Dataset content:
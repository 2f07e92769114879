//! Scan files and input lists

use std::fs;
use std::path::{Path, PathBuf};

use lazy_static::lazy_static;
use log::debug;
use regex::Regex;

use crate::errors::{SubsetError, SubsetResult};
use crate::swath::{Scan, Timestamp, ValueRange};

use super::container::{decode_reals, parse_shape, read_container, split_header};
use super::coordinates::CoordinateCache;

/// First line of a scan file
pub const SCAN_TAG: &str = "SCAN 1.0";

lazy_static! {
    // YYYYDDD.HHMM, YYYYDDD_HHMM or YYYYDDDHHMM anywhere in a file name
    static ref TIMESTAMP_PATTERN: Option<Regex> = Regex::new(r"(\d{7})[._]?(\d{4})").ok();
}

/// Text header of a scan file
#[derive(Debug, Clone, PartialEq)]
pub struct ScanHeader {
    pub variable: String,
    pub units: String,
    pub rows: usize,
    pub columns: usize,
    /// Coordinate file, resolved against the scan's directory
    pub coordinates: PathBuf,
}

/// A scan file before it is joined with its coordinates
#[derive(Debug, Clone)]
pub struct ScanFile {
    pub header: ScanHeader,
    pub timestamp: Timestamp,
    pub values: Vec<f64>,
}

/// Extract the scan time from a file name
pub fn timestamp_from_path(path: &Path) -> SubsetResult<Timestamp> {
    let name = path
        .file_name()
        .map(|name| name.to_string_lossy())
        .unwrap_or_default();

    let captures = Option::as_ref(&TIMESTAMP_PATTERN)
        .and_then(|pattern| pattern.captures(&name))
        .ok_or_else(|| {
            SubsetError::InvalidHeader(format!("no YYYYDDDHHMM timestamp in '{}'", name))
        })?;
    let encoded = format!("{}{}", &captures[1], &captures[2]);
    let value = encoded
        .parse::<i64>()
        .map_err(|_| SubsetError::InvalidHeader(format!("bad timestamp '{}'", encoded)))?;

    Timestamp::new(value)
}

fn parse_header(lines: &[String], path: &Path) -> SubsetResult<ScanHeader> {
    if lines[0] != SCAN_TAG {
        return Err(SubsetError::InvalidHeader(format!("{} is not a scan file", path.display())));
    }

    // The variable name may contain spaces; the units are the last word
    let (variable, units) = match lines[1].rsplit_once(char::is_whitespace) {
        Some((variable, units)) if !variable.trim().is_empty() => (variable.trim(), units),
        _ => (lines[1].as_str(), "-"),
    };
    if variable.is_empty() {
        return Err(SubsetError::InvalidHeader("scan names no variable".to_string()));
    }

    let (rows, columns) = parse_shape(&lines[2])?;

    if lines[3].is_empty() {
        return Err(SubsetError::InvalidHeader("scan names no coordinate file".to_string()));
    }
    let reference = Path::new(&lines[3]);
    let coordinates = match path.parent() {
        Some(directory) if reference.is_relative() => directory.join(reference),
        _ => reference.to_path_buf(),
    };

    Ok(ScanHeader {
        variable: variable.to_string(),
        units: units.to_string(),
        rows,
        columns,
        coordinates,
    })
}

/// Read a scan file without touching its coordinates
pub fn read_scan_file(path: &Path) -> SubsetResult<ScanFile> {
    let timestamp = timestamp_from_path(path)?;
    let bytes = read_container(path)?;
    let (lines, body) = split_header(&bytes, 4)?;
    let header = parse_header(&lines, path)?;
    let values = decode_reals(body, header.rows * header.columns)?;

    debug!(
        "Read scan {} ({} {}x{}) from {}",
        timestamp,
        header.variable,
        header.rows,
        header.columns,
        path.display()
    );
    Ok(ScanFile {
        header,
        timestamp,
        values,
    })
}

/// Read a scan and join it with its (cached) coordinate grid
pub fn load_scan(path: &Path, cache: &mut CoordinateCache, valid: &ValueRange) -> SubsetResult<(ScanHeader, Scan)> {
    let file = read_scan_file(path)?;
    let grid = cache.get(&file.header.coordinates)?;

    let actual = (file.header.rows, file.header.columns);
    if grid.shape() != actual {
        return Err(SubsetError::ShapeMismatch {
            expected: grid.shape(),
            actual,
        });
    }

    let scan = Scan::new(file.timestamp, grid, file.values, valid)?;
    Ok((file.header, scan))
}

/// Read a list of scan paths, one per line
///
/// Blank lines and lines starting with '#' are ignored. Relative paths are
/// resolved against the list's directory.
pub fn read_list(path: &Path) -> SubsetResult<Vec<PathBuf>> {
    let content = fs::read_to_string(path)?;
    let directory = path.parent().unwrap_or_else(|| Path::new(""));

    Ok(content
        .lines()
        .map(str::trim)
        .filter(|line| !line.is_empty() && !line.starts_with('#'))
        .map(|line| directory.join(line))
        .collect())
}
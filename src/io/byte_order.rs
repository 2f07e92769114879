//! Byte order handling for interchange streams
//!
//! This module implements the Strategy pattern for encoding and decoding
//! 64-bit words. The interchange format fixes big-endian on the wire; the
//! little-endian handler exists for host-order diagnostics and tests.

use byteorder::{BigEndian, LittleEndian, ReadBytesExt, WriteBytesExt};
use std::io::{Read, Result, Write};

/// Represents the byte order of a stream or host
#[derive(Debug, Clone, Copy, PartialEq, Eq)]
pub enum ByteOrder {
    /// Little-endian byte order
    LittleEndian,
    /// Big-endian byte order (MSB first)
    BigEndian,
}

impl ByteOrder {
    /// Byte order of interchange streams
    pub const WIRE: ByteOrder = ByteOrder::BigEndian;

    /// Byte order of the running host
    pub fn native() -> Self {
        if cfg!(target_endian = "big") {
            ByteOrder::BigEndian
        } else {
            ByteOrder::LittleEndian
        }
    }

    /// Does converting between the host and this order reverse each word
    pub fn swaps_on_host(&self) -> bool {
        *self != Self::native()
    }

    /// Returns a string representation of this byte order
    pub fn name(&self) -> &'static str {
        match self {
            ByteOrder::LittleEndian => "Little Endian (LSB)",
            ByteOrder::BigEndian => "Big Endian (MSB)",
        }
    }

    /// Creates the appropriate handler for this byte order
    pub fn create_handler(&self) -> Box<dyn ByteOrderHandler> {
        match self {
            ByteOrder::LittleEndian => Box::new(LittleEndianHandler),
            ByteOrder::BigEndian => Box::new(BigEndianHandler),
        }
    }
}

/// Trait for byte order handling strategies
pub trait ByteOrderHandler: Send + Sync {
    /// Read an i64 value
    fn read_i64(&self, reader: &mut dyn Read) -> Result<i64>;

    /// Fill `values` with consecutive f64 words
    fn read_f64_into(&self, reader: &mut dyn Read, values: &mut [f64]) -> Result<()>;

    /// Write an i64 value
    fn write_i64(&self, writer: &mut dyn Write, value: i64) -> Result<()>;

    /// Write consecutive f64 words
    fn write_f64_slice(&self, writer: &mut dyn Write, values: &[f64]) -> Result<()>;
}

/// Encode `values` into `bytes` (8 bytes per value) in byte order `B`
fn encode_f64<B: byteorder::ByteOrder>(values: &[f64]) -> Vec<u8> {
    let mut bytes = vec![0u8; values.len() * 8];
    B::write_f64_into(values, &mut bytes);
    bytes
}

/// Decode consecutive words of byte order `B` from `reader`
fn decode_f64<B: byteorder::ByteOrder>(reader: &mut dyn Read, values: &mut [f64]) -> Result<()> {
    let mut bytes = vec![0u8; values.len() * 8];
    reader.read_exact(&mut bytes)?;
    B::read_f64_into(&bytes, values);
    Ok(())
}

/// Little-endian byte order handler
pub struct LittleEndianHandler;

impl ByteOrderHandler for LittleEndianHandler {
    fn read_i64(&self, reader: &mut dyn Read) -> Result<i64> {
        reader.read_i64::<LittleEndian>()
    }

    fn read_f64_into(&self, reader: &mut dyn Read, values: &mut [f64]) -> Result<()> {
        decode_f64::<LittleEndian>(reader, values)
    }

    fn write_i64(&self, writer: &mut dyn Write, value: i64) -> Result<()> {
        writer.write_i64::<LittleEndian>(value)
    }

    fn write_f64_slice(&self, writer: &mut dyn Write, values: &[f64]) -> Result<()> {
        writer.write_all(&encode_f64::<LittleEndian>(values))
    }
}

/// Big-endian byte order handler
pub struct BigEndianHandler;

impl ByteOrderHandler for BigEndianHandler {
    fn read_i64(&self, reader: &mut dyn Read) -> Result<i64> {
        reader.read_i64::<BigEndian>()
    }

    fn read_f64_into(&self, reader: &mut dyn Read, values: &mut [f64]) -> Result<()> {
        decode_f64::<BigEndian>(reader, values)
    }

    fn write_i64(&self, writer: &mut dyn Write, value: i64) -> Result<()> {
        writer.write_i64::<BigEndian>(value)
    }

    fn write_f64_slice(&self, writer: &mut dyn Write, values: &[f64]) -> Result<()> {
        writer.write_all(&encode_f64::<BigEndian>(values))
    }
}

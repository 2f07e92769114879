//! Utility modules for common functionality
//!
//! This module provides various utility functions and types used throughout the application.

pub mod logger;
pub(crate) mod progress;
pub mod summary_utils;
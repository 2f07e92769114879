//! CLI command implementations
//!
//! This module contains implementations of various commands
//! supported by the CLI application using the Command pattern.

pub mod cli;
pub mod command_traits;
pub mod inspect_command;
pub mod subset_command;

pub use cli::build_cli;
pub use command_traits::{Command, CommandFactory};
pub use inspect_command::InspectCommand;
pub use subset_command::SubsetCommand;

use clap::ArgMatches;
use crate::errors::SubsetResult;

/// Factory for creating command instances based on CLI arguments
///
/// This factory examines the command-line arguments and creates
/// the appropriate command instance for execution.
pub struct SwathkitCommandFactory;

impl SwathkitCommandFactory {
    /// Create a new factory instance
    pub fn new() -> Self {
        SwathkitCommandFactory
    }
}

impl Default for SwathkitCommandFactory {
    fn default() -> Self {
        Self::new()
    }
}

impl CommandFactory for SwathkitCommandFactory {
    fn create_command(&self, args: &ArgMatches) -> SubsetResult<Box<dyn Command>> {
        if args.get_flag("inspect") {
            Ok(Box::new(InspectCommand::new(args)?))
        } else {
            // Default to subsetting
            Ok(Box::new(SubsetCommand::new(args)?))
        }
    }
}
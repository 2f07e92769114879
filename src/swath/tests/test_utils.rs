use std::cell::Cell;
use std::sync::Arc;

use crate::errors::{SubsetError, SubsetResult};
use crate::swath::{BufferAllocator, Grid, HeapAllocator, Scan, Timestamp, ValueRange};

/// Regular grid: longitude grows with the column, latitude with the row
pub fn regular_grid(rows: usize, columns: usize, lon0: f64, lat0: f64, step: f64) -> Arc<Grid> {
    let mut longitudes = Vec::with_capacity(rows * columns);
    let mut latitudes = Vec::with_capacity(rows * columns);
    for row in 0..rows {
        for column in 0..columns {
            longitudes.push(lon0 + column as f64 * step);
            latitudes.push(lat0 + row as f64 * step);
        }
    }
    Arc::new(Grid::new(rows, columns, longitudes, latitudes).unwrap())
}

/// Grid from explicit longitudes and latitudes
pub fn grid_from(rows: usize, columns: usize, longitudes: &[f64], latitudes: &[f64]) -> Arc<Grid> {
    Arc::new(Grid::new(rows, columns, longitudes.to_vec(), latitudes.to_vec()).unwrap())
}

pub fn timestamp(value: i64) -> Timestamp {
    Timestamp::new(value).unwrap()
}

pub fn scan(value: i64, grid: &Arc<Grid>, values: Vec<f64>) -> Scan {
    Scan::new(timestamp(value), Arc::clone(grid), values, &ValueRange::default()).unwrap()
}

/// Deterministic pseudo-random sequence in [0, 1)
pub struct Lcg(u64);

impl Lcg {
    pub fn new(seed: u64) -> Self {
        Lcg(seed)
    }

    pub fn next(&mut self) -> f64 {
        self.0 = self.0.wrapping_mul(6364136223846793005).wrapping_add(1442695040888963407);
        (self.0 >> 11) as f64 / (1u64 << 53) as f64
    }
}

/// Allocator that succeeds `remaining` times, then fails
pub struct FailAfter {
    remaining: Cell<usize>,
}

impl FailAfter {
    pub fn new(successes: usize) -> Self {
        FailAfter {
            remaining: Cell::new(successes),
        }
    }
}

impl BufferAllocator for FailAfter {
    fn allocate(&self, len: usize) -> SubsetResult<Vec<f64>> {
        let remaining = self.remaining.get();
        if remaining == 0 {
            return Err(SubsetError::AllocationFailed(len));
        }
        self.remaining.set(remaining - 1);
        HeapAllocator.allocate(len)
    }
}

/// Allocator whose `failing`-th call (counting from 0) fails, all others succeed
pub struct FailOnCall {
    calls: Cell<usize>,
    failing: usize,
}

impl FailOnCall {
    pub fn new(failing: usize) -> Self {
        FailOnCall {
            calls: Cell::new(0),
            failing,
        }
    }
}

impl BufferAllocator for FailOnCall {
    fn allocate(&self, len: usize) -> SubsetResult<Vec<f64>> {
        let call = self.calls.get();
        self.calls.set(call + 1);
        if call == self.failing {
            return Err(SubsetError::AllocationFailed(len));
        }
        HeapAllocator.allocate(len)
    }
}
//! Interchange stream reader

use std::io::BufRead;

use log::debug;

use crate::errors::{SubsetError, SubsetResult};
use crate::io::byte_order::{ByteOrder, ByteOrderHandler};
use crate::swath::{BufferAllocator, HeapAllocator, PackedArrays, SubsetRecord, Timestamp};

use super::header::Header;
use super::writer::StreamState;

/// Upper bound on capacity reserved from header-declared record counts
const MAX_RESERVED_RECORDS: usize = 1 << 16;

/// Reads one interchange stream section by section
pub struct InterchangeReader<R: BufRead> {
    reader: R,
    handler: Box<dyn ByteOrderHandler>,
    state: StreamState,
    header: Option<Header>,
    timestamps: Vec<Timestamp>,
    counts: Vec<usize>,
    next: usize,
}

impl<R: BufRead> InterchangeReader<R> {
    pub fn new(reader: R) -> Self {
        InterchangeReader {
            reader,
            handler: ByteOrder::WIRE.create_handler(),
            state: StreamState::Header,
            header: None,
            timestamps: Vec::new(),
            counts: Vec::new(),
            next: 0,
        }
    }

    pub fn state(&self) -> StreamState {
        self.state
    }

    fn expect(&self, expected: StreamState) -> SubsetResult<()> {
        if self.state == expected {
            Ok(())
        } else {
            Err(SubsetError::InvalidState {
                expected: expected.name(),
                actual: self.state.name(),
            })
        }
    }

    fn records(&self) -> usize {
        self.header.as_ref().map_or(0, |header| header.records)
    }

    pub fn read_header(&mut self) -> SubsetResult<&Header> {
        self.expect(StreamState::Header)?;
        self.state = StreamState::Failed;

        let header = Header::parse(&mut self.reader)?;
        header.layout()?;
        debug!("Read header: {} records of {:?}", header.records, header.names);
        self.state = StreamState::Timestamps;
        Ok(&*self.header.insert(header))
    }

    pub fn read_timestamps(&mut self) -> SubsetResult<&[Timestamp]> {
        self.expect(StreamState::Timestamps)?;
        self.state = StreamState::Failed;

        let mut timestamps = Vec::with_capacity(self.records().min(MAX_RESERVED_RECORDS));
        for _ in 0..self.records() {
            let timestamp = Timestamp::new(self.handler.read_i64(&mut self.reader)?)?;
            if let Some(previous) = timestamps.last().copied() {
                if timestamp < previous {
                    return Err(SubsetError::NonMonotonicTimestamp {
                        previous: previous.value(),
                        current: timestamp.value(),
                    });
                }
            }
            timestamps.push(timestamp);
        }

        self.timestamps = timestamps;
        self.state = StreamState::Counts;
        Ok(&self.timestamps)
    }

    pub fn read_counts(&mut self) -> SubsetResult<&[usize]> {
        self.expect(StreamState::Counts)?;
        self.state = StreamState::Failed;

        let mut counts = Vec::with_capacity(self.records().min(MAX_RESERVED_RECORDS));
        for record in 0..self.records() {
            let count = self.handler.read_i64(&mut self.reader)?;
            if count <= 0 {
                return Err(SubsetError::InvalidHeader(format!(
                    "record {} has point count {}",
                    record, count
                )));
            }
            counts.push(count as usize);
        }

        self.counts = counts;
        self.state = if self.records() == 0 {
            StreamState::Done
        } else {
            StreamState::Payload
        };
        Ok(&self.counts)
    }

    /// Read the next record, or `None` once every record was read
    pub fn read_record(&mut self) -> SubsetResult<Option<SubsetRecord>> {
        if self.state == StreamState::Done {
            return Ok(None);
        }
        self.expect(StreamState::Payload)?;
        self.state = StreamState::Failed;

        let layout = match self.header.as_ref() {
            Some(header) => header.layout()?,
            None => return Err(SubsetError::InvalidHeader("header not read".to_string())),
        };
        let points = self.counts[self.next];
        let len = points
            .checked_mul(layout.variable_count())
            .ok_or(SubsetError::AllocationFailed(usize::MAX))?;
        let mut data = HeapAllocator.allocate(len)?;
        self.handler.read_f64_into(&mut self.reader, &mut data)?;

        let arrays = PackedArrays::from_vec(layout, points, data)?;
        let record = SubsetRecord::new(self.timestamps[self.next], arrays)
            .ok_or_else(|| SubsetError::InvalidHeader(format!("record {} is empty", self.next)))?;

        self.next += 1;
        self.state = if self.next == self.records() {
            StreamState::Done
        } else {
            StreamState::Payload
        };
        Ok(Some(record))
    }

    /// Read every section and return the header with all records
    pub fn read_all(mut self) -> SubsetResult<(Header, Vec<SubsetRecord>)> {
        self.read_header()?;
        self.read_timestamps()?;
        self.read_counts()?;

        let mut records = Vec::with_capacity(self.records().min(MAX_RESERVED_RECORDS));
        while let Some(record) = self.read_record()? {
            records.push(record);
        }

        let header = self
            .header
            .take()
            .ok_or_else(|| SubsetError::InvalidHeader("header not read".to_string()))?;
        Ok((header, records))
    }
}

/// Read a complete stream
pub fn read_stream<R: BufRead>(reader: R) -> SubsetResult<(Header, Vec<SubsetRecord>)> {
    InterchangeReader::new(reader).read_all()
}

What the exercise asks:
Line count for "HeapAllocator": give the number of lines in the data above that include it, and nothing else.

Exercise result:
5